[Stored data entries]
'''
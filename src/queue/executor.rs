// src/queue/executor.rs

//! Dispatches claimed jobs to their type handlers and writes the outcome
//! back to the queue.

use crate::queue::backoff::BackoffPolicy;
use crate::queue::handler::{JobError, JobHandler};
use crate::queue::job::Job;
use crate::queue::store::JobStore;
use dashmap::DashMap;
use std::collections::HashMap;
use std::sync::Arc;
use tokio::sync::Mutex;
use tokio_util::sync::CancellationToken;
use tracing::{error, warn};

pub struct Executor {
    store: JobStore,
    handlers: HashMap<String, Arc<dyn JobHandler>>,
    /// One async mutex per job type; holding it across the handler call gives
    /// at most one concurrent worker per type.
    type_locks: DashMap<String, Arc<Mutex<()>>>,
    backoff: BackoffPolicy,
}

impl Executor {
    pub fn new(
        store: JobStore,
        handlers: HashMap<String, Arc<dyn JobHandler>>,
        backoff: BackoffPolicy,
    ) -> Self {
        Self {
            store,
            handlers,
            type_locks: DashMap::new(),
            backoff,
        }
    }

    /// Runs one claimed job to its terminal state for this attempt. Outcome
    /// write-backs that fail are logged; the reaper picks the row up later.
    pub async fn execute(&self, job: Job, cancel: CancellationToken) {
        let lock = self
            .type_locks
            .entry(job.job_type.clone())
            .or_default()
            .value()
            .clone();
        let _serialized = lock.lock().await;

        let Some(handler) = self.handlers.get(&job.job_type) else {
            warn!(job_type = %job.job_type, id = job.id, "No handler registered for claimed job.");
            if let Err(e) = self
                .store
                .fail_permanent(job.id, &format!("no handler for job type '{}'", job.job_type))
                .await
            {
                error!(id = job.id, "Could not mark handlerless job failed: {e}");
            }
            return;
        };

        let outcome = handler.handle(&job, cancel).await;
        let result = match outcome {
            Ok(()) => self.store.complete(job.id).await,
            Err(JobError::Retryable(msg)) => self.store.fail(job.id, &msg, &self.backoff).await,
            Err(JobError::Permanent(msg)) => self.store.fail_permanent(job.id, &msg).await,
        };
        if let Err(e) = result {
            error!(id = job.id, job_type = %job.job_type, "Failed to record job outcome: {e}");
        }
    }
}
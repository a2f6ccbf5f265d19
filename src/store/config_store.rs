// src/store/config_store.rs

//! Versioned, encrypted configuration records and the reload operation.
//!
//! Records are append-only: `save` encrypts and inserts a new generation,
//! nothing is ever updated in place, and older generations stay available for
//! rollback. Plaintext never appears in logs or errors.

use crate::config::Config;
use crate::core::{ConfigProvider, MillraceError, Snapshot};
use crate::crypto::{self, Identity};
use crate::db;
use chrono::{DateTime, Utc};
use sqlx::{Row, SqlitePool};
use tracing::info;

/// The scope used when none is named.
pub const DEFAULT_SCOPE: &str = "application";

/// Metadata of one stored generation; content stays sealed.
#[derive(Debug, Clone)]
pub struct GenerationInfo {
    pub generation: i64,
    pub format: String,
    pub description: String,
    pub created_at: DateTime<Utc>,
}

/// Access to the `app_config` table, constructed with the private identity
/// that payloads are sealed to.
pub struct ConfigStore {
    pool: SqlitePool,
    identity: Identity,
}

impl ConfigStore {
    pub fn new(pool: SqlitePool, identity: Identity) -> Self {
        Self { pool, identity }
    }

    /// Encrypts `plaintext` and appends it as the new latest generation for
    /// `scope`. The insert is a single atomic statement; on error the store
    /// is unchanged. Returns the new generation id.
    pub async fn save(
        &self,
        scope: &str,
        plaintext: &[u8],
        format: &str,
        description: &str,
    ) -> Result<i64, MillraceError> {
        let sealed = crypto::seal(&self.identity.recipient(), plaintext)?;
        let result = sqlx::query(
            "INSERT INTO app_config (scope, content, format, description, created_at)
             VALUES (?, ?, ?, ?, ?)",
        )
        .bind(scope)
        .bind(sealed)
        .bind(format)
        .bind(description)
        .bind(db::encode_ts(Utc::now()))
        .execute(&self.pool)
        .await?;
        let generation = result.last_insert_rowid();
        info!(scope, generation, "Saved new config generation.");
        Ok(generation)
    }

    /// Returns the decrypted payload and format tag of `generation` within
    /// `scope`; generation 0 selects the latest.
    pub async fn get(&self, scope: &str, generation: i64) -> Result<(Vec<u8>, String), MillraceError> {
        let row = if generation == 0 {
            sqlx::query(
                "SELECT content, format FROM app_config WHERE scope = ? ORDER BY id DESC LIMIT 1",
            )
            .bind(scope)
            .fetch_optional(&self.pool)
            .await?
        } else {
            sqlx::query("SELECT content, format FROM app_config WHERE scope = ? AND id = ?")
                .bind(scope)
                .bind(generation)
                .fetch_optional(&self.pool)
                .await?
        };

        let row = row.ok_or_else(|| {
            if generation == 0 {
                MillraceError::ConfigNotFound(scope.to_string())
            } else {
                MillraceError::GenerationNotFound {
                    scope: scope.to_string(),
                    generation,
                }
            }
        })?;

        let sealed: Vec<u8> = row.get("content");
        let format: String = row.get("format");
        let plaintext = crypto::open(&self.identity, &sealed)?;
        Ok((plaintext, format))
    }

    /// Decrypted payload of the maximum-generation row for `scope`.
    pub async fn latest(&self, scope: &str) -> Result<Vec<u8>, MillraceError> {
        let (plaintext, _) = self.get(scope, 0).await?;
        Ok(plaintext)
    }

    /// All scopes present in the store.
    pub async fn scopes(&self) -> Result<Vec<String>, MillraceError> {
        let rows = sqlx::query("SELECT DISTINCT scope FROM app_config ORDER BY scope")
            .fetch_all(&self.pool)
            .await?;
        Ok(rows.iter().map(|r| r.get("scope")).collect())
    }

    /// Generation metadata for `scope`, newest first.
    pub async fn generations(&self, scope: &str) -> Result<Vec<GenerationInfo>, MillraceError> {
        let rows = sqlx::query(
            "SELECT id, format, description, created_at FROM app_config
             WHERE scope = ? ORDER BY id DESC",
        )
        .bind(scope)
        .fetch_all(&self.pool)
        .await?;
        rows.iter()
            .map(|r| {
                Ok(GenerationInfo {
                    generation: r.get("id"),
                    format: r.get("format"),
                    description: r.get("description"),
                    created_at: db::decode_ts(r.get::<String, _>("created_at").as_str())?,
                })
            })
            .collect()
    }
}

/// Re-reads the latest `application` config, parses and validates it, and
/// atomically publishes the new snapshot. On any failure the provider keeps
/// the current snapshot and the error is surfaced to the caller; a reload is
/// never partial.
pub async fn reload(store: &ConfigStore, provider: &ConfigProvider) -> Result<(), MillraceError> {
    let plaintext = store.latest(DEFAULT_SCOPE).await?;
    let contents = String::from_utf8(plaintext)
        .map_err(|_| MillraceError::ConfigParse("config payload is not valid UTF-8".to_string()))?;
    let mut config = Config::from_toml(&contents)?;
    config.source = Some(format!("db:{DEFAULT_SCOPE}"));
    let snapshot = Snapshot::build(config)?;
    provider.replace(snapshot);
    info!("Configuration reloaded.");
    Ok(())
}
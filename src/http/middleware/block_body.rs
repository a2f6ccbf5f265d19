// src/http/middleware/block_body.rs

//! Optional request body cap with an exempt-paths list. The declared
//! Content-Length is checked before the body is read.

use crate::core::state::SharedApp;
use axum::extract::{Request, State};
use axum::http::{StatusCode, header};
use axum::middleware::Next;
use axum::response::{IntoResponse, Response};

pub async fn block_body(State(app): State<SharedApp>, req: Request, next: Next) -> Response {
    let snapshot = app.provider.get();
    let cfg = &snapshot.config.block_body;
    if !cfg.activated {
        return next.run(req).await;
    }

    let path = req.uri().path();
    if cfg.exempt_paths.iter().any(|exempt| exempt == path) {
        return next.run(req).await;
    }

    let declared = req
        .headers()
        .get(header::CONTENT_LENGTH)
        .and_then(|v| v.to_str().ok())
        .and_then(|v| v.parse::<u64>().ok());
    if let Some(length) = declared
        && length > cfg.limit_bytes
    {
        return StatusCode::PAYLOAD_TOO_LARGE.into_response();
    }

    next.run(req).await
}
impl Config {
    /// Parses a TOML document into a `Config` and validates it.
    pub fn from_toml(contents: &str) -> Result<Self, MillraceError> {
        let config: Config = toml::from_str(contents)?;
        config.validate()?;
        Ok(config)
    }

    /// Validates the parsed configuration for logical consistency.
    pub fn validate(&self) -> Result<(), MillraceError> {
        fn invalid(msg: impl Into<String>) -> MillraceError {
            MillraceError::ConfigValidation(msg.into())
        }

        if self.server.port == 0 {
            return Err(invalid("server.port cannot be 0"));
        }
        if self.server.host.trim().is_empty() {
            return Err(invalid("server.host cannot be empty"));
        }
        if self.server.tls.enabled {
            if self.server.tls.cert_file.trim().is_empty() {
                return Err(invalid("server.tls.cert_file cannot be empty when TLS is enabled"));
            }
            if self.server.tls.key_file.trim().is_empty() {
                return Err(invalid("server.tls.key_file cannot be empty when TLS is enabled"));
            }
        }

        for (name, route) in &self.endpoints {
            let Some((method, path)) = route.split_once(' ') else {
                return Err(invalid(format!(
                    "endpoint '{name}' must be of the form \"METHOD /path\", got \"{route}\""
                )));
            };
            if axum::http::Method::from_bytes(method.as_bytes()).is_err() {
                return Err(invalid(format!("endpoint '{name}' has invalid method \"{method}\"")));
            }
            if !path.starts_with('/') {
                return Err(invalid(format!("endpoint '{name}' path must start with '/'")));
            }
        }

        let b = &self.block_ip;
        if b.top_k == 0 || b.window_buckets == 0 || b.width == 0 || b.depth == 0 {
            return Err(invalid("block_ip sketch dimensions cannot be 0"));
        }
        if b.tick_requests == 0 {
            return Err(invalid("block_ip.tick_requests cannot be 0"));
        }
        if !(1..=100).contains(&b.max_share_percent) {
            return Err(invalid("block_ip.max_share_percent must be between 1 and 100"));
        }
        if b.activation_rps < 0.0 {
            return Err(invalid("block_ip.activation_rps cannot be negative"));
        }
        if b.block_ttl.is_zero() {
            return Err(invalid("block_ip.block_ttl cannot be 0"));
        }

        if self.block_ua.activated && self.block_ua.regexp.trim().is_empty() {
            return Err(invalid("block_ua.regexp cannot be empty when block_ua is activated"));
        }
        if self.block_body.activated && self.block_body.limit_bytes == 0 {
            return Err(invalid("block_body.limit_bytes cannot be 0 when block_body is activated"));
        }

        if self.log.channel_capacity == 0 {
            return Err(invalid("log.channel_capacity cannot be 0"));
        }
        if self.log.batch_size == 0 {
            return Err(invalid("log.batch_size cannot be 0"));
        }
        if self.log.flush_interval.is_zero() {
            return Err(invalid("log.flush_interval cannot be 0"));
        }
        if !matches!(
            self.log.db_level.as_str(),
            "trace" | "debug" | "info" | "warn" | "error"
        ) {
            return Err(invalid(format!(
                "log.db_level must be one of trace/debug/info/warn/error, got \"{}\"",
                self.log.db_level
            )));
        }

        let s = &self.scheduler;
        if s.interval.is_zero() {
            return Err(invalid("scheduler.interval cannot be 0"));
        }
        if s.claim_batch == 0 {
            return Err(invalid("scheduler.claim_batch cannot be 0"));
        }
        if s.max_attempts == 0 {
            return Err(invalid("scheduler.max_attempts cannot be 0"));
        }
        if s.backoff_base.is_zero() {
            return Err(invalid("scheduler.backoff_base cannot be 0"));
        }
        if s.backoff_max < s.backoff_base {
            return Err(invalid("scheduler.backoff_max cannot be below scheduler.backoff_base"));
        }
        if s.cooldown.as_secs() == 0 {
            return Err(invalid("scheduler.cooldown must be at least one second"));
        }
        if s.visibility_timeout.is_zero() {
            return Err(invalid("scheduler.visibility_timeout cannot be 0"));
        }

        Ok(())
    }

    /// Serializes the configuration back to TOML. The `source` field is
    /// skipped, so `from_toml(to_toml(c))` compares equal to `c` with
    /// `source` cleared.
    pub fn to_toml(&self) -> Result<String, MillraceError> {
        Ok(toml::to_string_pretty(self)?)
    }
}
'''
-- Task goal --
Search each line of the entries for the string "that", then say how many lines have it. Reply with the number only.

-- Task solution --
2